CD3+T细胞分群不明显

zhang65103

  各位老师，我现在做的实验是人外周血CD14磁珠分选出单核细胞刺激活化后和磁珠阴选的CD4+T共培养，然后流式分析IL-17的表达。流式结果如下：
有几个问题不太明白，希望老师们指点：1.从图一来看细胞碎片是不是比较多，圈的门正确么？
                                                           2.图2 中的FVD是eBiosience公司的染死活细胞的染料，从这个直方图来看只有单个峰，细胞是不是没有分群?同样，图3和图4也是这种情况，细胞未分群，除了跟抗体浓度有关，还有什么因素呢？
                                                          3.图6是不同人外周些做的，实验步骤都和图1一样，怎么相差这么大呢？

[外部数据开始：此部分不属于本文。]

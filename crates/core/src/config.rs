//! Run configuration
//!
//! The pipeline entry point takes an explicit configuration value instead
//! of reading globals; bounds are checked once at the boundary.

use crate::error::{Error, Result};
use crate::region::validate_region_id;

/// Configuration for one pipeline run (training or inference)
#[derive(Debug, Clone, Copy, PartialEq, Eq)]
pub struct RunConfig {
    /// Analysis year
    pub year: i32,
    /// Target region id, 1..=35
    pub region: u8,
}

impl RunConfig {
    /// Create a configuration, validating the region id immediately
    pub fn new(year: i32, region: u8) -> Result<Self> {
        validate_region_id(region)?;
        Ok(Self { year, region })
    }

    /// Validate the year against the available composite span
    pub fn validate_year(&self, first_year: i32, last_year: i32) -> Result<()> {
        if self.year < first_year || self.year > last_year {
            return Err(Error::InvalidParameter {
                name: "year",
                value: self.year.to_string(),
                reason: format!("outside composite span {first_year}..={last_year}"),
            });
        }
        Ok(())
    }
}

#[cfg(test)]
mod tests {
    use super::*;

    #[test]
    fn test_region_checked_at_construction() {
        assert!(RunConfig::new(2020, 0).is_err());
        assert!(RunConfig::new(2020, 36).is_err());
        assert!(RunConfig::new(2020, 12).is_ok());
    }

    #[test]
    fn test_year_bounds() {
        let cfg = RunConfig::new(2025, 3).unwrap();
        assert!(cfg.validate_year(2000, 2024).is_err());
        assert!(cfg.validate_year(2000, 2025).is_ok());
    }
}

  问题比较多，期待老师们的回复~{:soso_e113:}感谢~

niwanmao

1、基本上是碎片，所以结果欠佳。
2、FVD你的处理步骤是否正确？需要事先在室温下平衡一下，并且加的量是1ml细胞加1ulFVD。

zhang65103

niwanmao 发表于 2015-11-14 21:44
1、基本上是碎片，所以结果欠佳。
2、FVD你的处理步骤是否正确？需要事先在室温下平衡一下，并且加的量是1m ...

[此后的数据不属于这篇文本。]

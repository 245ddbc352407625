//! Climate feature assembly
//!
//! Derives four scalar-per-pixel bands for a target year from an external
//! monthly climate collaborator: annual and prior-year precipitation
//! totals, the annual temperature anomaly against a fixed 1990–2020
//! baseline, and the June–August mean temperature. Missing months
//! propagate NaN per pixel through the accumulations.

use ndarray::Array2;
use taigamap_core::{Raster, Result};

/// Meters to millimeters, applied to precipitation sums
const PRECIP_TO_MM: f64 = 1000.0;

/// External monthly climate collaborator.
///
/// Supplies monthly precipitation-sum and mean skin-temperature rasters
/// over the fixed domain. Month is 1-based.
pub trait MonthlyClimate {
    /// Total precipitation for (year, month), in meters
    fn precipitation(&self, year: i32, month: u32) -> Result<Raster<f64>>;

    /// Mean skin temperature for (year, month)
    fn temperature(&self, year: i32, month: u32) -> Result<Raster<f64>>;
}

/// The four climate bands for a target year.
///
/// `baseline_temp` is the precomputed 1990–2020 mean temperature raster;
/// `temp_an` is the target year's annual mean minus that baseline.
pub fn climate_features(
    provider: &dyn MonthlyClimate,
    year: i32,
    baseline_temp: &Raster<f64>,
) -> Result<Vec<(String, Raster<f64>)>> {
    let a_precip = annual_precip(provider, year)?;
    let p_precip = annual_precip(provider, year - 1)?;

    let annual_temp = mean_temperature(provider, year, 1..=12)?;
    let temp_an = subtract(&annual_temp, baseline_temp);
    let su_temp = mean_temperature(provider, year, 6..=8)?;

    Ok(vec![
        ("a_precip".to_string(), a_precip),
        ("p_precip".to_string(), p_precip),
        ("temp_an".to_string(), temp_an),
        ("su_temp".to_string(), su_temp),
    ])
}

/// Calendar-year precipitation sum, converted to millimeters
fn annual_precip(provider: &dyn MonthlyClimate, year: i32) -> Result<Raster<f64>> {
    let mut out = provider.precipitation(year, 1)?;
    for month in 2..=12 {
        let monthly = provider.precipitation(year, month)?;
        out = add(&out, &monthly);
    }
    out.data_mut().mapv_inplace(|v| v * PRECIP_TO_MM);
    out.set_nodata(Some(f64::NAN));
    Ok(out)
}

fn mean_temperature(
    provider: &dyn MonthlyClimate,
    year: i32,
    months: std::ops::RangeInclusive<u32>,
) -> Result<Raster<f64>> {
    let count = (months.end() - months.start() + 1) as f64;
    let mut out = provider.temperature(year, *months.start())?;
    for month in months.skip(1) {
        let monthly = provider.temperature(year, month)?;
        out = add(&out, &monthly);
    }
    out.data_mut().mapv_inplace(|v| v / count);
    out.set_nodata(Some(f64::NAN));
    Ok(out)
}

fn add(a: &Raster<f64>, b: &Raster<f64>) -> Raster<f64> {
    elementwise(a, b, |x, y| x + y)
}

fn subtract(a: &Raster<f64>, b: &Raster<f64>) -> Raster<f64> {
    elementwise(a, b, |x, y| x - y)
}

/// Elementwise combination; a missing operand yields a missing result
fn elementwise(a: &Raster<f64>, b: &Raster<f64>, op: impl Fn(f64, f64) -> f64) -> Raster<f64> {
    let (rows, cols) = a.shape();
    let data: Array2<f64> = Array2::from_shape_fn((rows, cols), |(r, c)| {
        let x = a.get(r, c).unwrap_or(f64::NAN);
        let y = b.get(r, c).unwrap_or(f64::NAN);
        if x.is_finite() && y.is_finite() {
            op(x, y)
        } else {
            f64::NAN
        }
    });
    let mut out = a.with_same_meta::<f64>(rows, cols);
    out.set_nodata(Some(f64::NAN));
    *out.data_mut() = data;
    out
}

#[cfg(test)]
mod tests {
    use super::*;

    /// Constant synthetic climate: precip 0.01 m per month, temperature
    /// varying by month so seasonal means differ from annual means.
    struct FlatClimate;

    impl MonthlyClimate for FlatClimate {
        fn precipitation(&self, _year: i32, _month: u32) -> Result<Raster<f64>> {
            Ok(Raster::filled(3, 3, 0.01))
        }

        fn temperature(&self, _year: i32, month: u32) -> Result<Raster<f64>> {
            Ok(Raster::filled(3, 3, month as f64))
        }
    }

    #[test]
    fn test_annual_precip_in_mm() {
        let bands = climate_features(&FlatClimate, 2020, &Raster::filled(3, 3, 0.0)).unwrap();
        let a_precip = &bands[0].1;
        // 12 months * 0.01 m * 1000 = 120 mm
        assert!((a_precip.get(1, 1).unwrap() - 120.0).abs() < 1e-9);
    }

    #[test]
    fn test_summer_and_anomaly() {
        let baseline = Raster::filled(3, 3, 5.0);
        let bands = climate_features(&FlatClimate, 2020, &baseline).unwrap();

        let temp_an = &bands[2].1;
        // Annual mean of months 1..=12 is 6.5; anomaly = 6.5 - 5.0
        assert!((temp_an.get(0, 0).unwrap() - 1.5).abs() < 1e-9);

        let su_temp = &bands[3].1;
        // Mean of months 6,7,8
        assert!((su_temp.get(0, 0).unwrap() - 7.0).abs() < 1e-9);
    }

    #[test]
    fn test_band_names_and_order() {
        let bands = climate_features(&FlatClimate, 2020, &Raster::filled(3, 3, 0.0)).unwrap();
        let names: Vec<&str> = bands.iter().map(|(n, _)| n.as_str()).collect();
        assert_eq!(names, vec!["a_precip", "p_precip", "temp_an", "su_temp"]);
    }

    #[test]
    fn test_missing_pixel_propagates() {
        struct HoleyClimate;
        impl MonthlyClimate for HoleyClimate {
            fn precipitation(&self, _year: i32, month: u32) -> Result<Raster<f64>> {
                let mut r = Raster::filled(2, 2, 0.01);
                if month == 6 {
                    r.set(0, 0, f64::NAN).unwrap();
                }
                Ok(r)
            }
            fn temperature(&self, _year: i32, _month: u32) -> Result<Raster<f64>> {
                Ok(Raster::filled(2, 2, 1.0))
            }
        }

        let bands = climate_features(&HoleyClimate, 2020, &Raster::filled(2, 2, 0.0)).unwrap();
        let a_precip = &bands[0].1;
        assert!(a_precip.get(0, 0).unwrap().is_nan());
        assert!(a_precip.get(1, 1).unwrap().is_finite());
    }
}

谢谢老师！我是分出PBMC后再分出单核和T细胞，共培养5天，培养时间太长会是细胞碎片多的原因么? 图1 门意外的细胞也是碎片么？ FVD我是从-80冰箱取出，恢复室温后加入到细胞悬液的，我加的量是100ul细胞悬液0.1ul.老师说的室温下平衡一下是回复室温么？
       感谢老师的回复~谢谢
               

niwanmao

zhang65103 发表于 2015-11-15 22:15
谢谢老师！我是分出PBMC后再分出单核和T细胞，共培养5天，培养时间太长会是细胞碎片多的原因么? 图1 门意 ...

1、培养时间长是碎片多的原因之一。
2、是指回复室温。从你的图上看没染上，可以考虑回顾一下染色步骤，对照一下说明书哪里出了问题，检测完了用FVD/SSC散点图查看一下。

zhang65103

niwanmao 发表于 2015-11-16 15:36
1、培养时间长是碎片多的原因之一。
2、是指回复室温。从你的图上看没染上，可以考虑回顾一下染色步骤， ...

  谢谢倪老师~
  我染FVD是100ul的1%BSA加0.1ulFVD,1%BSA是用PBS配的。染完色之后因为条件限制没有即刻上机，是用1%多聚甲醛过夜再上机检测的，这样过夜会不会对染色有影响呢？
老师还有一个问题：我用Anti-CD3活化T细胞，那之后染色不能用CD3染了吧？ 但是如果用CD4染的话，我在上机之前加了PMA刺激，CD4会内吞，如果染胞内CD4，那不还有没内吞的CD4在细胞膜表面么？好像有点钻牛角尖了
    感谢老师的回复！

niwanmao

zhang65103 发表于 2015-11-16 18:16
谢谢倪老师~
  我染FVD是100ul的1%BSA加0.1ulFVD,1%BSA是用PBS配的。染完色之后因为条件限制没有即刻上 ...

FVD我没用过，我用过live/dead，只做个未固定的。如果protocol允许这么做，就照做。

用CD3活化后，如果担心有问题，可以考虑CD5嘛。

zhang65103

在文献好像没怎么看到染CD5，所以没做过，谢谢老师，下次试一下。